Given data:
- - - -

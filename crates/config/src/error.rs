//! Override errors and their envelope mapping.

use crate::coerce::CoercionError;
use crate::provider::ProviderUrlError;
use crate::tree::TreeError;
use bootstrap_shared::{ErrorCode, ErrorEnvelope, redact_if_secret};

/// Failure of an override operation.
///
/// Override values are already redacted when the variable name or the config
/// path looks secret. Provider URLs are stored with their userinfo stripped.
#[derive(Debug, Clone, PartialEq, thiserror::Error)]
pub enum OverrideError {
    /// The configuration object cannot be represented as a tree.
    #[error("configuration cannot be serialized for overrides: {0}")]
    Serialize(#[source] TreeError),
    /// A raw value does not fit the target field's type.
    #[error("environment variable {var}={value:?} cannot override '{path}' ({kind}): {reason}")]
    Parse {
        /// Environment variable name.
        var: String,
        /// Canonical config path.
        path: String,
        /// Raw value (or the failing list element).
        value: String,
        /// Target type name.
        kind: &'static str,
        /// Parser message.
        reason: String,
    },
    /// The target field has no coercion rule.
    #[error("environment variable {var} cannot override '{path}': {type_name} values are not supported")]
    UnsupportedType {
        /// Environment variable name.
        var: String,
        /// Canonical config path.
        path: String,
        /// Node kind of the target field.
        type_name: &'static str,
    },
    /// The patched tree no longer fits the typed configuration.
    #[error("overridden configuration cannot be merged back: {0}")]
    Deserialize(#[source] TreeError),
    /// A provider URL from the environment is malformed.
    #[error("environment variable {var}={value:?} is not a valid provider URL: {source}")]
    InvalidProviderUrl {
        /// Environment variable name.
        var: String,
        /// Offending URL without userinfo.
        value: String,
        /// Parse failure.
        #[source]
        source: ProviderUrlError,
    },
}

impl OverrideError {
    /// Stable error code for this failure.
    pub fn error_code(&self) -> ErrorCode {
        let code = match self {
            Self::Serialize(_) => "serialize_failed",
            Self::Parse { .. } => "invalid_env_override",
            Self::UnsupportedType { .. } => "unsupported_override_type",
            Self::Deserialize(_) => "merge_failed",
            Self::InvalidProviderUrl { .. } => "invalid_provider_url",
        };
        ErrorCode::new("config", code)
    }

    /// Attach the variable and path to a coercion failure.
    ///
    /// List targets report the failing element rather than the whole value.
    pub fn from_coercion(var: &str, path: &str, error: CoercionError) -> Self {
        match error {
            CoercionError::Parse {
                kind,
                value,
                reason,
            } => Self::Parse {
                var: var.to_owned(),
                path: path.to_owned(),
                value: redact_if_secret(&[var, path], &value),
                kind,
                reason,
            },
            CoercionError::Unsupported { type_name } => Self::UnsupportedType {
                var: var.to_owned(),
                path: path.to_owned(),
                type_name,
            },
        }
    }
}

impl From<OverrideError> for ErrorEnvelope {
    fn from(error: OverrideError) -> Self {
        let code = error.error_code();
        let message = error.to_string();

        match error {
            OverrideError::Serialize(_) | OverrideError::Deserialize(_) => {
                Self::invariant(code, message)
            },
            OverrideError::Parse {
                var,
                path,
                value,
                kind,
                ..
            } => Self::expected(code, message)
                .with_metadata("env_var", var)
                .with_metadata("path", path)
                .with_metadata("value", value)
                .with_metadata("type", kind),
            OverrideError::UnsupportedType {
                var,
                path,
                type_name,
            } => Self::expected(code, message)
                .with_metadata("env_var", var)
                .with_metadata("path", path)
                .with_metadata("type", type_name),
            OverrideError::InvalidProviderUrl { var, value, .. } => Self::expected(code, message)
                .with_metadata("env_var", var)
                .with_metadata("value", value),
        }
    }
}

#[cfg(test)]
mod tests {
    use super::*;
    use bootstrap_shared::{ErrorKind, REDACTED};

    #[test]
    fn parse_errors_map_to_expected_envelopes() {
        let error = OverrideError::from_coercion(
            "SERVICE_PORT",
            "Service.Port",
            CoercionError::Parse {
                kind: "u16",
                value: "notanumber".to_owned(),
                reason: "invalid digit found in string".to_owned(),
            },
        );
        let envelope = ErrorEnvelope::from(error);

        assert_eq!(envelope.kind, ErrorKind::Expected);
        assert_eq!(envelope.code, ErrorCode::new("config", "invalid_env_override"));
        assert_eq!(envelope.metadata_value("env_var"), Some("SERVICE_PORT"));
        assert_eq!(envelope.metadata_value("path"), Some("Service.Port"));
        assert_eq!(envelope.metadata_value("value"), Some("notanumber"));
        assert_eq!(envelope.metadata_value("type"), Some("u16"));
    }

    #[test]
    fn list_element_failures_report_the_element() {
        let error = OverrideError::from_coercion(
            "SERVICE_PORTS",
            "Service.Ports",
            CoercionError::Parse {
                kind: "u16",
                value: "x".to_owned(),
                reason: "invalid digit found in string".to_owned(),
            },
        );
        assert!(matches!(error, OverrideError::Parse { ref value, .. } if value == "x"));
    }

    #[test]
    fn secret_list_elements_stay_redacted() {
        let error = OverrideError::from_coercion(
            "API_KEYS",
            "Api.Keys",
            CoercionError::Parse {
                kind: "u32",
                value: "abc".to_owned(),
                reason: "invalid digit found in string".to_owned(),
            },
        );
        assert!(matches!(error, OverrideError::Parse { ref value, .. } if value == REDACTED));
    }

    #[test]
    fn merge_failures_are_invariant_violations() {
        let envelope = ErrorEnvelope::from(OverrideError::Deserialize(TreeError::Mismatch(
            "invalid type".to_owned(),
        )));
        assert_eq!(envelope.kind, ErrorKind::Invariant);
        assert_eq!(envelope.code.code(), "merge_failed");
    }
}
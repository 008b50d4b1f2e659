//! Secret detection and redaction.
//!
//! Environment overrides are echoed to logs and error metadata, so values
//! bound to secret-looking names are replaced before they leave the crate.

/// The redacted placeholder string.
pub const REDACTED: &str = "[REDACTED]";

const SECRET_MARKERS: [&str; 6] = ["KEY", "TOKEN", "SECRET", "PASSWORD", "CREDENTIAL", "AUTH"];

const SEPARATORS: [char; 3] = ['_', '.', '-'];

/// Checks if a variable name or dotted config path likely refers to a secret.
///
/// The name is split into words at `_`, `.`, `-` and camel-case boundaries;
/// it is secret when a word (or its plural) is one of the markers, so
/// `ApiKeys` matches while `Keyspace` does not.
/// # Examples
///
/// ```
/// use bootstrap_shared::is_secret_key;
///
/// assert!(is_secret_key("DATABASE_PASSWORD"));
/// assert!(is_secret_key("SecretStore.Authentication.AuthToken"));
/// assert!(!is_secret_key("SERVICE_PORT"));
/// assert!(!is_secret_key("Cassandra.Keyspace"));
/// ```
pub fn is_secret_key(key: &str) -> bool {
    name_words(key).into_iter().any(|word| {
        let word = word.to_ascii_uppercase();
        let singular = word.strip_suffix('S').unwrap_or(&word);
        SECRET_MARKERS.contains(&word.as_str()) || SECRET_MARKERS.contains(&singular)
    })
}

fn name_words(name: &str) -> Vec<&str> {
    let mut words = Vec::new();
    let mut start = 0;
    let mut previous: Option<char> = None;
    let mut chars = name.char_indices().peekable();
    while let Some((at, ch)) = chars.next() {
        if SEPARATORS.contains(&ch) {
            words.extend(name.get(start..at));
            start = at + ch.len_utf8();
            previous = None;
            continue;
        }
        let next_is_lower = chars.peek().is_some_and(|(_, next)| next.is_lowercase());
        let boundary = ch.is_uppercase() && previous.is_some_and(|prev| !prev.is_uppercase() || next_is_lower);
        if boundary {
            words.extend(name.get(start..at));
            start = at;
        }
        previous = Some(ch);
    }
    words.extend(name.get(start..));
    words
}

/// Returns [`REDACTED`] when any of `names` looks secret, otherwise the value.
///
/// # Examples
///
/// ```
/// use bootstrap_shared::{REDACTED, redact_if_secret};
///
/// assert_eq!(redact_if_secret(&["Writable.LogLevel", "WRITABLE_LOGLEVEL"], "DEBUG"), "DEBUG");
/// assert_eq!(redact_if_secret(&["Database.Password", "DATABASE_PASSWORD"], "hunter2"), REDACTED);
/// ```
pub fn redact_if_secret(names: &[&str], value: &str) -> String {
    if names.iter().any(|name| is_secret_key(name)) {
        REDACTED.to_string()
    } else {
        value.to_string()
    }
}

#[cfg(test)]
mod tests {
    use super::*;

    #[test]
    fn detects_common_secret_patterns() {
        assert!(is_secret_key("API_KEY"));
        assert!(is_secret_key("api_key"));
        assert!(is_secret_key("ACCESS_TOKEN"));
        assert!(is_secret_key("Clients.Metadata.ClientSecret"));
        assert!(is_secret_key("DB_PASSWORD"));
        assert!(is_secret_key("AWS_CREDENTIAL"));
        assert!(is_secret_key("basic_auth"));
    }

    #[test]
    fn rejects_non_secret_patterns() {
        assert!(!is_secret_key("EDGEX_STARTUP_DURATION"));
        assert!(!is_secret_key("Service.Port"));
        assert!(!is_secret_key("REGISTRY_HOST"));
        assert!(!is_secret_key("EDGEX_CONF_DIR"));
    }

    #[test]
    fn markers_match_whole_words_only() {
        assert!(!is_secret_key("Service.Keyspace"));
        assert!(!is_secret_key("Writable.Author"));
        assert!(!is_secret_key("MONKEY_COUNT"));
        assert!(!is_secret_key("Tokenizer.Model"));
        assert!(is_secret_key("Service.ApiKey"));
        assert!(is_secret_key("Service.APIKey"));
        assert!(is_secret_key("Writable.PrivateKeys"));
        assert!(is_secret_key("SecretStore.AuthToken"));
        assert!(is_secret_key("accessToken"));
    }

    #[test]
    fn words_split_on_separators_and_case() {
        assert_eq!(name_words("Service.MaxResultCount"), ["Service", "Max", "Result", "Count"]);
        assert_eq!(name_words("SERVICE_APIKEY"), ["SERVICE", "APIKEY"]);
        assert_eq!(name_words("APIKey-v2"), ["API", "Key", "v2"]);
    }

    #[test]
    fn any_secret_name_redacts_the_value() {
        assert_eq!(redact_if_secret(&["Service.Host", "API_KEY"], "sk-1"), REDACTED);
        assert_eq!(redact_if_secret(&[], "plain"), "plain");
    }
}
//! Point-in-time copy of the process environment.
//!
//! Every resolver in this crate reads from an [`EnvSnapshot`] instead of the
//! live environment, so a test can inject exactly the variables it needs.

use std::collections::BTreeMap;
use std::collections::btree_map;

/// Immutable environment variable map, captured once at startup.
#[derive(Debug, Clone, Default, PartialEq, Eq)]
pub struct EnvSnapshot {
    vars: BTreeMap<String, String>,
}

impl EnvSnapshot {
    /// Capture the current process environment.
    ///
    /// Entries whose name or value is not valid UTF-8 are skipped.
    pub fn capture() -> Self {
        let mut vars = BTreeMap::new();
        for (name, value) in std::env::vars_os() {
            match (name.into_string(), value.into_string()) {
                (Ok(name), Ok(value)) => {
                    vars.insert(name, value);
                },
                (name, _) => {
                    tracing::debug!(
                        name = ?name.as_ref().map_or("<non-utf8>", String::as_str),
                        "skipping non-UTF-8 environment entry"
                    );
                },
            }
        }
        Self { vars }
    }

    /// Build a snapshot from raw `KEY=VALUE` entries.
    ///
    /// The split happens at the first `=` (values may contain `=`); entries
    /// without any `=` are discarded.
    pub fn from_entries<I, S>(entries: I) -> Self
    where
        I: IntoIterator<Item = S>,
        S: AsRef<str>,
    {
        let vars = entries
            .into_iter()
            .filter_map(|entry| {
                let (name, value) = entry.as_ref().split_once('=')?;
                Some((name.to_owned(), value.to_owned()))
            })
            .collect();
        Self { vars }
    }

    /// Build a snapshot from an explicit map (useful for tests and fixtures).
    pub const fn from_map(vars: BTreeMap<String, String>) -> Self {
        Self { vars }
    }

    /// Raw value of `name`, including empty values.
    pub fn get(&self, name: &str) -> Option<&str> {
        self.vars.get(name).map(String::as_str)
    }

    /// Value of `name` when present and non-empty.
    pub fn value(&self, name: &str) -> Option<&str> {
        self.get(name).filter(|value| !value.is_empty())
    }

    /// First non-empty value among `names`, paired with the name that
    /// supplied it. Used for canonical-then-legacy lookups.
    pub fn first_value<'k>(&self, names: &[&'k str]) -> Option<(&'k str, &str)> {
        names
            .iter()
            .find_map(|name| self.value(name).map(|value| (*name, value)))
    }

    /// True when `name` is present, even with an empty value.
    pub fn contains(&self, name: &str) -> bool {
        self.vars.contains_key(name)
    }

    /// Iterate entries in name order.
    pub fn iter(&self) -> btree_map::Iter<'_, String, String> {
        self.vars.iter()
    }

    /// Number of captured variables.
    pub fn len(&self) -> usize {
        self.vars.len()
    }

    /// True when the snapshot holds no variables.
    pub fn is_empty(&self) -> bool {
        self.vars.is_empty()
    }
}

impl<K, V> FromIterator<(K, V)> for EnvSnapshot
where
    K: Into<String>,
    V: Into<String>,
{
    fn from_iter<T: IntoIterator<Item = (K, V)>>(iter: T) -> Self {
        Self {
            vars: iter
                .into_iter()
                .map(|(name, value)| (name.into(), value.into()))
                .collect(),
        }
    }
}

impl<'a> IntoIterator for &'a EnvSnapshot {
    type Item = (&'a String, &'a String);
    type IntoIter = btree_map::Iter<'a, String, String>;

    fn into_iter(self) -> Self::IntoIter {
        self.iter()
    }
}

- - - -

The problem:
Using the entries shown above, reproduce verbatim the lines from the line bearing "pub struct EnvSnapshot" to the line bearing "let mut vars = BTreeMap::new();", inclusive.

Answer to the problem:
pub struct EnvSnapshot {
    vars: BTreeMap<String, String>,
}

impl EnvSnapshot {
    /// Capture the current process environment.
    ///
    /// Entries whose name or value is not valid UTF-8 are skipped.
    pub fn capture() -> Self {
        let mut vars = BTreeMap::new();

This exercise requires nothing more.